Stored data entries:
□ □ □ □ □
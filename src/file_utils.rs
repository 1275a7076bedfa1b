use anyhow::{Result, Context};
use std::fs;
use std::path::{Path, PathBuf};
use walkdir::WalkDir;

// @module: File and directory utilities

// Extensions treated as narration scripts, also used by folder mode
const SCRIPT_EXTENSIONS: [&str; 3] = ["txt", "md", "text"];

// @struct: File operations utility
pub struct FileManager;

impl FileManager {
    // @checks: File existence
    pub fn file_exists<P: AsRef<Path>>(path: P) -> bool {
        path.as_ref().exists() && path.as_ref().is_file()
    }

    // @checks: Directory existence
    pub fn dir_exists<P: AsRef<Path>>(path: P) -> bool {
        path.as_ref().exists() && path.as_ref().is_dir()
    }

    // @creates: Directory and parents if needed
    pub fn ensure_dir<P: AsRef<Path>>(path: P) -> Result<()> {
        let path = path.as_ref();
        if !path.exists() {
            fs::create_dir_all(path)?;
        }
        Ok(())
    }

    // @reads: Document as trimmed, non-empty lines in order
    pub fn read_document_lines<P: AsRef<Path>>(path: P) -> Result<Vec<String>> {
        let content = fs::read_to_string(&path)
            .with_context(|| format!("Failed to read script: {:?}", path.as_ref()))?;
        Ok(content
            .lines()
            .map(str::trim)
            .filter(|line| !line.is_empty())
            .map(str::to_string)
            .collect())
    }

    // @generates: Output path next to the input with a different extension
    // @params: input_file, extension
    pub fn generate_output_path<P: AsRef<Path>>(input_file: P, extension: &str) -> PathBuf {
        let input_file = input_file.as_ref();

        // Get the file stem (filename without extension)
        let stem = input_file.file_stem().unwrap_or_default();

        let mut output_filename = stem.to_string_lossy().to_string();
        output_filename.push('.');
        output_filename.push_str(extension.trim_start_matches('.'));

        match input_file.parent() {
            Some(parent) => parent.join(output_filename),
            None => PathBuf::from(output_filename),
        }
    }

    /// Find narration scripts under a directory, in a stable order
    pub fn find_script_files<P: AsRef<Path>>(dir: P) -> Result<Vec<PathBuf>> {
        let mut scripts = Vec::new();

        for entry in WalkDir::new(dir.as_ref()).follow_links(true) {
            let entry = entry.context("Failed to read directory entry")?;
            let path = entry.path();

            if !path.is_file() {
                continue;
            }
            let is_script = path
                .extension()
                .map(|ext| {
                    let ext = ext.to_string_lossy();
                    SCRIPT_EXTENSIONS.iter().any(|s| ext.eq_ignore_ascii_case(s))
                })
                .unwrap_or(false);
            if is_script {
                scripts.push(path.to_path_buf());
            }
        }

        scripts.sort();
        Ok(scripts)
    }

    /// Write a string to a file
    pub fn write_to_file<P: AsRef<Path>>(path: P, content: &str) -> Result<()> {
        // Ensure the parent directory exists
        if let Some(parent) = path.as_ref().parent() {
            Self::ensure_dir(parent)?;
        }

        fs::write(&path, content)
            .with_context(|| format!("Failed to write to file: {:?}", path.as_ref()))?;

        Ok(())
    }

    /// Copy a file from one location to another, ensuring the target directory exists
    pub fn copy_file<P1: AsRef<Path>, P2: AsRef<Path>>(from: P1, to: P2) -> Result<()> {
        let from = from.as_ref();
        let to = to.as_ref();

        if !from.exists() {
            return Err(anyhow::anyhow!("Source file does not exist: {:?}", from));
        }

        // Ensure the target directory exists
        if let Some(parent) = to.parent() {
            Self::ensure_dir(parent)?;
        }

        fs::copy(from, to)?;

        Ok(())
    }

    /// Detect if a file is a narration script or a background image
    pub fn detect_file_type<P: AsRef<Path>>(path: P) -> Result<FileType> {
        let path = path.as_ref();

        if !path.exists() {
            return Err(anyhow::anyhow!("File does not exist: {:?}", path));
        }

        // Check file extension
        if let Some(ext) = path.extension() {
            let ext_str = ext.to_string_lossy().to_lowercase();

            if SCRIPT_EXTENSIONS.contains(&ext_str.as_str()) {
                return Ok(FileType::Script);
            }

            // Common still-image formats ffmpeg accepts as a looped input
            let image_extensions = ["png", "jpg", "jpeg", "bmp", "webp", "tiff"];
            if image_extensions.contains(&ext_str.as_str()) {
                return Ok(FileType::Image);
            }
        }

        // Fall back to examining file contents, scripts are plain UTF-8
        if fs::read_to_string(path).is_ok() {
            return Ok(FileType::Script);
        }

        Ok(FileType::Unknown)
    }
}

/// Enum representing different file types
#[derive(Debug, PartialEq, Eq)]
pub enum FileType {
    /// Plain-text narration script
    Script,
    /// Background image supported by ffmpeg
    Image,
    /// Unknown file type
    Unknown,
}
use async_trait::async_trait;
use bytes::Bytes;
use log::{debug, error};
use reqwest::Client;
use serde::Serialize;
use std::path::Path;
use std::time::Duration;

use crate::audio_utils;
use crate::errors::SynthesisError;
use crate::synthesis::{NarrationClip, SpeechSynthesizer};

/// HTTP TTS server engine
///
/// Posts one JSON request per unit to a configured endpoint and writes the
/// returned audio bytes to the clip path.
#[derive(Debug)]
pub struct ServerSynthesizer {
    /// Endpoint URL of the TTS service
    endpoint: String,
    /// Voice identifier passed through to the service
    voice: String,
    /// HTTP client for making requests
    client: Client,
}

/// Speech request sent to the TTS server
#[derive(Debug, Serialize)]
struct SpeechRequest<'a> {
    /// Text to narrate
    text: &'a str,
    /// Voice identifier
    voice: &'a str,
}

impl ServerSynthesizer {
    /// Create a new server engine for the given endpoint
    pub fn new(endpoint: impl Into<String>, voice: impl Into<String>, timeout_secs: u64) -> Self {
        Self {
            endpoint: endpoint.into(),
            voice: voice.into(),
            client: Client::builder()
                .timeout(Duration::from_secs(timeout_secs))
                .build()
                .unwrap_or_default(),
        }
    }
}

#[async_trait]
impl SpeechSynthesizer for ServerSynthesizer {
    async fn synthesize(
        &self,
        text: &str,
        output_path: &Path,
    ) -> Result<NarrationClip, SynthesisError> {
        let request = SpeechRequest {
            text,
            voice: &self.voice,
        };

        let response = self
            .client
            .post(&self.endpoint)
            .json(&request)
            .send()
            .await
            .map_err(|e| SynthesisError::RequestFailed(e.to_string()))?;

        let status = response.status();
        if !status.is_success() {
            let message = response
                .text()
                .await
                .unwrap_or_else(|_| "Failed to get error response text".to_string());
            error!("TTS server error ({}): {}", status, message);
            return Err(SynthesisError::ServerError {
                status_code: status.as_u16(),
                message,
            });
        }

        let audio: Bytes = response
            .bytes()
            .await
            .map_err(|e| SynthesisError::RequestFailed(format!("failed to read audio payload: {}", e)))?;

        if audio.is_empty() {
            return Err(SynthesisError::InvalidAudio(
                "server returned an empty audio payload".to_string(),
            ));
        }

        std::fs::write(output_path, &audio)
            .map_err(|e| SynthesisError::InvalidAudio(format!("failed to write clip: {}", e)))?;

        let duration_secs = audio_utils::clip_duration_seconds(output_path)
            .await
            .map_err(|e| SynthesisError::InvalidAudio(e.to_string()))?;

        debug!(
            "TTS server returned {} bytes, {:.2}s of audio for {:?}",
            audio.len(),
            duration_secs,
            output_path
        );

        Ok(NarrationClip {
            path: output_path.to_path_buf(),
            duration_secs,
        })
    }

    async fn test_availability(&self) -> Result<(), SynthesisError> {
        // Any HTTP response proves the service is reachable
        self.client
            .get(&self.endpoint)
            .send()
            .await
            .map_err(|e| SynthesisError::RequestFailed(format!("cannot reach TTS server: {}", e)))?;

        Ok(())
    }

    fn name(&self) -> &str {
        "server"
    }
}
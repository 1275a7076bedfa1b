use crate::errors::TimelineError;
use crate::segmenter::CaptionUnit;

// @module: Caption timeline construction and SRT export

// @struct: Schedule slot for one caption unit
#[derive(Debug, Clone, PartialEq)]
pub struct TimelineEntry {
    // @field: Index of the unit this entry schedules
    pub index: usize,

    // @field: Offset from the start of the video, in seconds
    pub start_secs: f64,

    // @field: Narration length for this unit, in seconds
    pub duration_secs: f64,
}

impl TimelineEntry {
    /// End of this entry's time window, in seconds
    pub fn end_secs(&self) -> f64 {
        self.start_secs + self.duration_secs
    }

    /// Convert start time to a formatted SRT timestamp
    pub fn format_start(&self) -> String {
        Self::format_timestamp(self.start_secs)
    }

    /// Convert end time to a formatted SRT timestamp
    pub fn format_end(&self) -> String {
        Self::format_timestamp(self.end_secs())
    }

    /// Format a time in seconds to SRT format (HH:MM:SS,mmm)
    pub fn format_timestamp(secs: f64) -> String {
        let total_ms = (secs.max(0.0) * 1000.0).round() as u64;
        let hours = total_ms / 3_600_000;
        let minutes = (total_ms % 3_600_000) / 60_000;
        let seconds = (total_ms % 60_000) / 1_000;
        let millis = total_ms % 1_000;

        format!("{:02}:{:02}:{:02},{:03}", hours, minutes, seconds, millis)
    }
}

// @struct: One caption as displayed during a given entry
#[derive(Debug, Clone, PartialEq, Eq)]
pub struct VisibleUnit<'a> {
    // @field: Caption text, borrowed from the owning timeline
    pub text: &'a str,

    // @field: True only for the unit being narrated
    pub highlighted: bool,
}

// @struct: Complete caption schedule for one document
#[derive(Debug, Clone)]
pub struct CaptionTimeline {
    units: Vec<CaptionUnit>,
    entries: Vec<TimelineEntry>,
}

impl CaptionTimeline {
    // @creates: Timeline from units and per-unit narration durations
    // @validates: One duration per unit
    pub fn build(units: Vec<CaptionUnit>, durations: &[f64]) -> Result<Self, TimelineError> {
        if units.len() != durations.len() {
            return Err(TimelineError::LengthMismatch {
                units: units.len(),
                durations: durations.len(),
            });
        }

        let mut entries = Vec::with_capacity(units.len());
        let mut clock = 0.0_f64;
        for (index, &duration_secs) in durations.iter().enumerate() {
            entries.push(TimelineEntry {
                index,
                start_secs: clock,
                duration_secs,
            });
            clock += duration_secs;
        }

        Ok(CaptionTimeline { units, entries })
    }

    /// Ordered caption units, exactly as segmented
    pub fn units(&self) -> &[CaptionUnit] {
        &self.units
    }

    /// Schedule entries, one per unit, in start order
    pub fn entries(&self) -> &[TimelineEntry] {
        &self.entries
    }

    pub fn len(&self) -> usize {
        self.entries.len()
    }

    pub fn is_empty(&self) -> bool {
        self.entries.is_empty()
    }

    /// Units visible while `entry` is narrated: every unit up to and
    /// including its own, with only its own highlighted. An entry whose
    /// index lies outside this timeline yields no units.
    pub fn visible_units(&self, entry: &TimelineEntry) -> Vec<VisibleUnit<'_>> {
        if entry.index >= self.units.len() {
            return Vec::new();
        }

        self.units[..=entry.index]
            .iter()
            .enumerate()
            .map(|(position, unit)| VisibleUnit {
                text: unit.text.as_str(),
                highlighted: position == entry.index,
            })
            .collect()
    }

    /// Sum of all narration durations, in seconds
    pub fn total_duration(&self) -> f64 {
        self.entries.iter().map(|entry| entry.duration_secs).sum()
    }

    // @generates: SRT document with one cue per unit
    pub fn to_srt(&self) -> String {
        let mut content = String::new();

        for entry in &self.entries {
            content.push_str(&format!("{}\n", entry.index + 1));
            content.push_str(&format!(
                "{} --> {}\n",
                entry.format_start(),
                entry.format_end()
            ));
            content.push_str(&format!("{}\n\n", self.units[entry.index].text));
        }

        content
    }
}
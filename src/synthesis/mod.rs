/*!
 * Speech synthesis engines for narration.
 *
 * This module contains engine implementations that turn one caption unit of
 * text into one audio clip:
 * - Piper: local neural TTS subprocess, text on stdin
 * - eSpeak NG: local formant TTS subprocess
 * - Server: HTTP TTS server speaking JSON
 * - Mock: deterministic silent clips for tests
 */

use async_trait::async_trait;
use std::fmt::Debug;
use std::path::{Path, PathBuf};

use crate::app_config::{SynthesisConfig, SynthesisEngine};
use crate::errors::SynthesisError;

/// One synthesized narration clip
#[derive(Debug, Clone, PartialEq)]
pub struct NarrationClip {
    /// Where the audio was written
    pub path: PathBuf,
    /// Clip length in seconds
    pub duration_secs: f64,
}

/// Common trait for all speech synthesis engines
///
/// This trait defines the interface that all engine implementations must follow,
/// allowing them to be used interchangeably by the pipeline. One call
/// synthesizes exactly one caption unit, and calls are made sequentially.
#[async_trait]
pub trait SpeechSynthesizer: Send + Sync + Debug {
    /// Synthesize speech for a single unit of text
    ///
    /// # Arguments
    /// * `text` - The unit text to narrate
    /// * `output_path` - Where the audio clip should be written
    ///
    /// # Returns
    /// * `Result<NarrationClip, SynthesisError>` - The written clip with its
    ///   measured duration, or an error
    async fn synthesize(&self, text: &str, output_path: &Path)
        -> Result<NarrationClip, SynthesisError>;

    /// Check that the engine can be used before starting a run
    ///
    /// # Returns
    /// * `Result<(), SynthesisError>` - Ok if the engine is reachable, or an error
    async fn test_availability(&self) -> Result<(), SynthesisError>;

    /// Short engine name for logs
    fn name(&self) -> &str;
}

/// Build the configured synthesis engine
pub fn create_synthesizer(config: &SynthesisConfig) -> Box<dyn SpeechSynthesizer> {
    match config.engine {
        SynthesisEngine::Piper => Box::new(piper::PiperSynthesizer::new(
            config.get_model(),
            config.get_timeout_secs(),
        )),
        SynthesisEngine::Espeak => Box::new(espeak::EspeakSynthesizer::new(
            config.get_voice(),
            config.get_speed_wpm(),
            config.get_timeout_secs(),
        )),
        SynthesisEngine::Server => Box::new(server::ServerSynthesizer::new(
            config.get_endpoint(),
            config.get_voice(),
            config.get_timeout_secs(),
        )),
        SynthesisEngine::Mock => Box::new(mock::MockSynthesizer::working()),
    }
}

pub mod cache;
pub mod espeak;
pub mod mock;
pub mod piper;
pub mod server;
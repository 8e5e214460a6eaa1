// Marker boundary detection shared by the batch and streaming paths.

/// Find where a marker occurs or could begin in a buffer.
///
/// A complete occurrence anywhere in `buffer` wins and its byte index is
/// returned. Otherwise the buffer's suffixes are checked from shortest to
/// longest, and the start of the first suffix that is a prefix of `marker` is
/// returned: that tail could still grow into the marker once more text
/// arrives. Returns `None` for an empty marker or when nothing qualifies.
pub fn potential_marker_start(buffer: &str, marker: &str) -> Option<usize> {
    if marker.is_empty() {
        return None;
    }

    if let Some(idx) = buffer.find(marker) {
        return Some(idx);
    }

    // Shortest suffix first, so the latest viable start wins and the fewest
    // characters are held back. Suffixes at marker length and beyond cannot
    // match: an equal one was found above, a longer one is never a prefix.
    for (idx, _) in buffer.char_indices().rev() {
        let suffix = &buffer[idx..];
        if suffix.len() >= marker.len() {
            break;
        }
        if marker.starts_with(suffix) {
            return Some(idx);
        }
    }

    None
}
//! Splits language model completion output into reasoning and visible text
//! channels around a configurable marker pair such as `<think>` and
//! `</think>`, both for complete strings and for live fragment streams whose
//! chunk boundaries may fall inside a marker.
//!
//! ```
//! use reasoning_splitter::{SplitterConfig, TagSplitter};
//!
//! let splitter = TagSplitter::new(SplitterConfig::for_tag("think"));
//! let out = splitter.extract("<think>ponder this</think>answer");
//! assert_eq!(out.text, "answer");
//! assert_eq!(out.reasoning.as_deref(), Some("ponder this"));
//! ```

pub mod boundary;
pub mod config;
pub mod factory;
pub mod parts;
pub mod splitter;
pub mod stream;
pub mod types;

pub use boundary::potential_marker_start;
pub use config::SplitterConfig;
pub use factory::{SplitterFactory, SplitterRegistry};
pub use parts::{StreamPart, StreamTransform};
pub use splitter::TagSplitter;
pub use stream::split_stream;
pub use types::{Channel, Extraction, Segment};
□ □ □ □ □
Total the lines in the records above that contain the string "stem". Write only that total.

3